Find the lines below in which the string "iter" occurs. Copy each one.

# Dataset excerpts:
Segment Open
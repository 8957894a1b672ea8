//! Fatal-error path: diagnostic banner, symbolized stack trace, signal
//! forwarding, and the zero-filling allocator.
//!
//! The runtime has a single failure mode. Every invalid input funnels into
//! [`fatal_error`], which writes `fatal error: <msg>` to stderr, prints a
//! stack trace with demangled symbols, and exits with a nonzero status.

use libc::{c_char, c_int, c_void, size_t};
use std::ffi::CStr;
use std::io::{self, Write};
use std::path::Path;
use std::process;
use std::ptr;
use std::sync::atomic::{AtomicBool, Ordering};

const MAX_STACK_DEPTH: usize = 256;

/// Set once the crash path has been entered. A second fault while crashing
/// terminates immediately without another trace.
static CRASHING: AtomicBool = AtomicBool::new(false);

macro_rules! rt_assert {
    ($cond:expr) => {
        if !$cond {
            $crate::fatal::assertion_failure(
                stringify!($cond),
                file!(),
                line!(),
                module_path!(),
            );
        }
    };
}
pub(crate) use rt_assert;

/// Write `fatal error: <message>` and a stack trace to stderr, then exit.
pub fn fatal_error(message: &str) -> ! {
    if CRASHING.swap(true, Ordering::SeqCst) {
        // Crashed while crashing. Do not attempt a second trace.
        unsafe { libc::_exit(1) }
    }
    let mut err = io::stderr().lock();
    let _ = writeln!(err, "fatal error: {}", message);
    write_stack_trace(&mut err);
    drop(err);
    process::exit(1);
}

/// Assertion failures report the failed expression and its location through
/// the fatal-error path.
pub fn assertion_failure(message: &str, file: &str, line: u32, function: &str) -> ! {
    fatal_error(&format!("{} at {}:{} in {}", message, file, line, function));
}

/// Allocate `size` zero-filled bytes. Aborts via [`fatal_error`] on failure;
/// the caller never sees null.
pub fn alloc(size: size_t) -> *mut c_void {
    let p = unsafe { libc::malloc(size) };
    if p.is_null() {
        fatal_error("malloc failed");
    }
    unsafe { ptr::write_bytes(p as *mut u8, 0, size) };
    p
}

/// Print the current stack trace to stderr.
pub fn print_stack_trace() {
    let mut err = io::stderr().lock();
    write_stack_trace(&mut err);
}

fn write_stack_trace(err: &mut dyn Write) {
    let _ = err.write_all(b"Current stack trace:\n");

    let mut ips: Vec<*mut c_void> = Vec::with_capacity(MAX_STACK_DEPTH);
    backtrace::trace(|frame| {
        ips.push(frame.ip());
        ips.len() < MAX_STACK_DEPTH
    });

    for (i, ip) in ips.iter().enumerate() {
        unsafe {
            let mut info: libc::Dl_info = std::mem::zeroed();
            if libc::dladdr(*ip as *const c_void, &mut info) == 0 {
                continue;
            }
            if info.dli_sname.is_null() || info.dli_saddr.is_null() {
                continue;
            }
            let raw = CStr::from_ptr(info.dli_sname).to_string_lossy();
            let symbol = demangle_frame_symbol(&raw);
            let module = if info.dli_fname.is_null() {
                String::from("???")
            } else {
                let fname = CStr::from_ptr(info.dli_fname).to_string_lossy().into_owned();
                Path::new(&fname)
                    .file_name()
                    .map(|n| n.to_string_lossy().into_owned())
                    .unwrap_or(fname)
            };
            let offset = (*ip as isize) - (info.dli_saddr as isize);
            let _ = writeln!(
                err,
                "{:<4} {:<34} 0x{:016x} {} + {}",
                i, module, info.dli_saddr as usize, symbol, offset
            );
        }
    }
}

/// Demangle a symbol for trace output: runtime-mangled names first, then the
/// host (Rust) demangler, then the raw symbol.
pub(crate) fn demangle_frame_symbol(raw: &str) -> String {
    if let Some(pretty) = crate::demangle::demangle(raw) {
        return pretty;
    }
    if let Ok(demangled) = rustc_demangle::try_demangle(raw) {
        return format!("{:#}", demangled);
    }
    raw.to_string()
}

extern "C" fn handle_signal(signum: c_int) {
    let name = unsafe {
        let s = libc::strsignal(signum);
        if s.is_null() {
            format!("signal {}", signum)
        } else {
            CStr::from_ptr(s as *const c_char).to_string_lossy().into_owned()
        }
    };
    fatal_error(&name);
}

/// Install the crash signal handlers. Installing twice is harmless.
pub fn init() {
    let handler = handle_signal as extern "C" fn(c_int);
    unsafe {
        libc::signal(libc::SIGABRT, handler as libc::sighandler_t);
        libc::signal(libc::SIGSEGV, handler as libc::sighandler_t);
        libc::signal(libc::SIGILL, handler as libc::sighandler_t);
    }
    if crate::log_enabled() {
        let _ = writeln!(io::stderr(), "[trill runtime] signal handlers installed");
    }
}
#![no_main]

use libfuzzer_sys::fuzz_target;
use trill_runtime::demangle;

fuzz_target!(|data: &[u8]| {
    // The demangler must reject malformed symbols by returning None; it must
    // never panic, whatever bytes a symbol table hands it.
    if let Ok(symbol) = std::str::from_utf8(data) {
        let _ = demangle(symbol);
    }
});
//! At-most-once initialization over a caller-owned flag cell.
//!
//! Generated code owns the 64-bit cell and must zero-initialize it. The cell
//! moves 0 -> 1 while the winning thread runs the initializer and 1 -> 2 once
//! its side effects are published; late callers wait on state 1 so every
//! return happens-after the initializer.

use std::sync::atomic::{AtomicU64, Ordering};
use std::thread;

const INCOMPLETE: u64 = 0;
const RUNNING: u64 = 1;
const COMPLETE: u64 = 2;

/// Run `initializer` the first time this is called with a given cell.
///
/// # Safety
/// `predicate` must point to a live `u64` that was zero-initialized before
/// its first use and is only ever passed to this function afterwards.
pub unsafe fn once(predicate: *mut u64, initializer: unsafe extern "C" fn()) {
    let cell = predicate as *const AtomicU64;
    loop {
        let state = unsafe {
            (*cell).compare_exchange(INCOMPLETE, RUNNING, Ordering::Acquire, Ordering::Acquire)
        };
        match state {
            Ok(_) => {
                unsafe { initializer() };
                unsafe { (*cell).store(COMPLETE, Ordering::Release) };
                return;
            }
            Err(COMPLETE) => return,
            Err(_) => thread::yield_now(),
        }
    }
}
Segment Closed
Segment Open
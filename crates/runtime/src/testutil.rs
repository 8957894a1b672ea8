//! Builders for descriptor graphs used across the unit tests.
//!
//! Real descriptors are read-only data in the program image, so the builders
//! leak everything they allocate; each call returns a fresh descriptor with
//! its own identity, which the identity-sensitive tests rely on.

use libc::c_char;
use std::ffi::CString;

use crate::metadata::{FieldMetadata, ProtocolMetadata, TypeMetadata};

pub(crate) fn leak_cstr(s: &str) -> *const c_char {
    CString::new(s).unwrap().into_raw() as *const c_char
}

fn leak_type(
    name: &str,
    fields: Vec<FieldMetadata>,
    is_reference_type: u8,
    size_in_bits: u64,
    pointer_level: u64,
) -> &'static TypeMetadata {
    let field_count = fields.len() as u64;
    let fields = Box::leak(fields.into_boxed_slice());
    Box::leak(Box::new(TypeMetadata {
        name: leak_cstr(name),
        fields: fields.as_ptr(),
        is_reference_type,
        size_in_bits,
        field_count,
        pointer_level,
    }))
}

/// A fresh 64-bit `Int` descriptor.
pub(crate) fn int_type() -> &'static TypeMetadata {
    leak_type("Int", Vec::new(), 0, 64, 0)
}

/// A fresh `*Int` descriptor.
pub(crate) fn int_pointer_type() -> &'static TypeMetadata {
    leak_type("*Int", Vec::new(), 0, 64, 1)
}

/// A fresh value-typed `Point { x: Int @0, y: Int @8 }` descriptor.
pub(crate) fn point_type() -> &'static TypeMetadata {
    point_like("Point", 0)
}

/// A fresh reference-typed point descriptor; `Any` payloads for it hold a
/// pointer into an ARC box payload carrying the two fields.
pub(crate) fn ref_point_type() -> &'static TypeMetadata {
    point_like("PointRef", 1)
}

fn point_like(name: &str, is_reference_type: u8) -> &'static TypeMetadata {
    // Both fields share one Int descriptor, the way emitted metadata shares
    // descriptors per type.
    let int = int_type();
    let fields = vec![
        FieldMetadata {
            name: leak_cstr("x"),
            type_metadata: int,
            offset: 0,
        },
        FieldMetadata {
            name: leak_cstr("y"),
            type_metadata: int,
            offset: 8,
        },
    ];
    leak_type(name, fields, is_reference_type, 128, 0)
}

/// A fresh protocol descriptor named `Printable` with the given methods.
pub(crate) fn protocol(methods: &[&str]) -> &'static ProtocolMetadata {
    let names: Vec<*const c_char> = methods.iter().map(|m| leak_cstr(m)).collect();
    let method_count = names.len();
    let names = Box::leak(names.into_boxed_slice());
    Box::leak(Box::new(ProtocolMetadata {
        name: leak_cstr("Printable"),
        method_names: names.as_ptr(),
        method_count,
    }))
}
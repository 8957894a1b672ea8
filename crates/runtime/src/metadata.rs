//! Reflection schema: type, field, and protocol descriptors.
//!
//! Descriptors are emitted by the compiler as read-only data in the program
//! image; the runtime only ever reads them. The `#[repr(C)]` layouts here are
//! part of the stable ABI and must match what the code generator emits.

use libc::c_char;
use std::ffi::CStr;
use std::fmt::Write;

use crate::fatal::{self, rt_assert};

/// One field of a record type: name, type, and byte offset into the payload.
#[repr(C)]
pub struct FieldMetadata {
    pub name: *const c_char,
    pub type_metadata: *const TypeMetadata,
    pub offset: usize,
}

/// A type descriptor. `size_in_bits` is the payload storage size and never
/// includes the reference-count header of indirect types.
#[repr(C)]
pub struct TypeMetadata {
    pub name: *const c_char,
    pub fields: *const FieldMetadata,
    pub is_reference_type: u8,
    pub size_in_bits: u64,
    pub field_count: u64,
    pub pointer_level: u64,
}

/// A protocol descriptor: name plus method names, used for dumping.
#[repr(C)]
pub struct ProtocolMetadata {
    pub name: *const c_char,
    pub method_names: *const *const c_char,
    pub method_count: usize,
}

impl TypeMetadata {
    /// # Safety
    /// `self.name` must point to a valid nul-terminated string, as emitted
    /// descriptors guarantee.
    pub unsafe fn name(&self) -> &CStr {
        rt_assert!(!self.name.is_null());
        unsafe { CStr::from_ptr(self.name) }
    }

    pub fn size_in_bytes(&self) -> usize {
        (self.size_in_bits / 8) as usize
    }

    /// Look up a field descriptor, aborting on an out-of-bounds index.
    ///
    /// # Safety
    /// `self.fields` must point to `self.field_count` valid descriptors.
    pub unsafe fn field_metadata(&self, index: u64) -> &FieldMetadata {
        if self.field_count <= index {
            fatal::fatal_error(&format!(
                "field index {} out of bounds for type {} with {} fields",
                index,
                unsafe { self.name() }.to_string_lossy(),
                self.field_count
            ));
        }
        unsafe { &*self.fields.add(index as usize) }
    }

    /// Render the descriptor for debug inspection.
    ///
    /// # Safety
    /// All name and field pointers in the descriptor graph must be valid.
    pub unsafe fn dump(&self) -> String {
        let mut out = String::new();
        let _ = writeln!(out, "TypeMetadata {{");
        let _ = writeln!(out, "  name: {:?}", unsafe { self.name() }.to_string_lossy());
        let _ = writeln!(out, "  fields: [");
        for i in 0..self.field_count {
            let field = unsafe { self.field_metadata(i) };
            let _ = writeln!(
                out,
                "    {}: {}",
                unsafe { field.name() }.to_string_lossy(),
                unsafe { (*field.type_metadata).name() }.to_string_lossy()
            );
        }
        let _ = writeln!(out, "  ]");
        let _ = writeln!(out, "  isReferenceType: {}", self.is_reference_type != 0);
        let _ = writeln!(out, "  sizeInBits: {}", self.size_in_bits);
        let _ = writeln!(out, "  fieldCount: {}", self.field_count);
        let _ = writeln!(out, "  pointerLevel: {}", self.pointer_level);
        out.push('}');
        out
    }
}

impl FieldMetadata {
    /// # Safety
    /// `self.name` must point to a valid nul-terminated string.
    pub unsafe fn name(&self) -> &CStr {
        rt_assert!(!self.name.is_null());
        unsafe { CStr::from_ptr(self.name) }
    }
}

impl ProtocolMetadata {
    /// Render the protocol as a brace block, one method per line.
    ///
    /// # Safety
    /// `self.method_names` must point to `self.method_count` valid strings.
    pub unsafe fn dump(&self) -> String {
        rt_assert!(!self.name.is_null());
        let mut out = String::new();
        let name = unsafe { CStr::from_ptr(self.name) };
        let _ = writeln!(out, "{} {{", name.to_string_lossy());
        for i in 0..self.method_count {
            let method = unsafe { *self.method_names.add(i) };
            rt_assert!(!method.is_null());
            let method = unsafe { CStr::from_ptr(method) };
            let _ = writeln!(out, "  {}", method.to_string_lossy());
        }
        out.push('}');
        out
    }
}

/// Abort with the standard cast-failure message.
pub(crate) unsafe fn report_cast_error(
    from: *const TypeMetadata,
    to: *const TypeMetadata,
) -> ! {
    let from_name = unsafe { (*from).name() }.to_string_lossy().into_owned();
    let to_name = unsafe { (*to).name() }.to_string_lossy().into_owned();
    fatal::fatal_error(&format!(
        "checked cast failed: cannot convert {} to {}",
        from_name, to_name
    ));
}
Segment Closed
# Answer below:
    for (i, ip) in ips.iter().enumerate() {
    let names: Vec<*const c_char> = methods.iter().map(|m| leak_cstr(m)).collect();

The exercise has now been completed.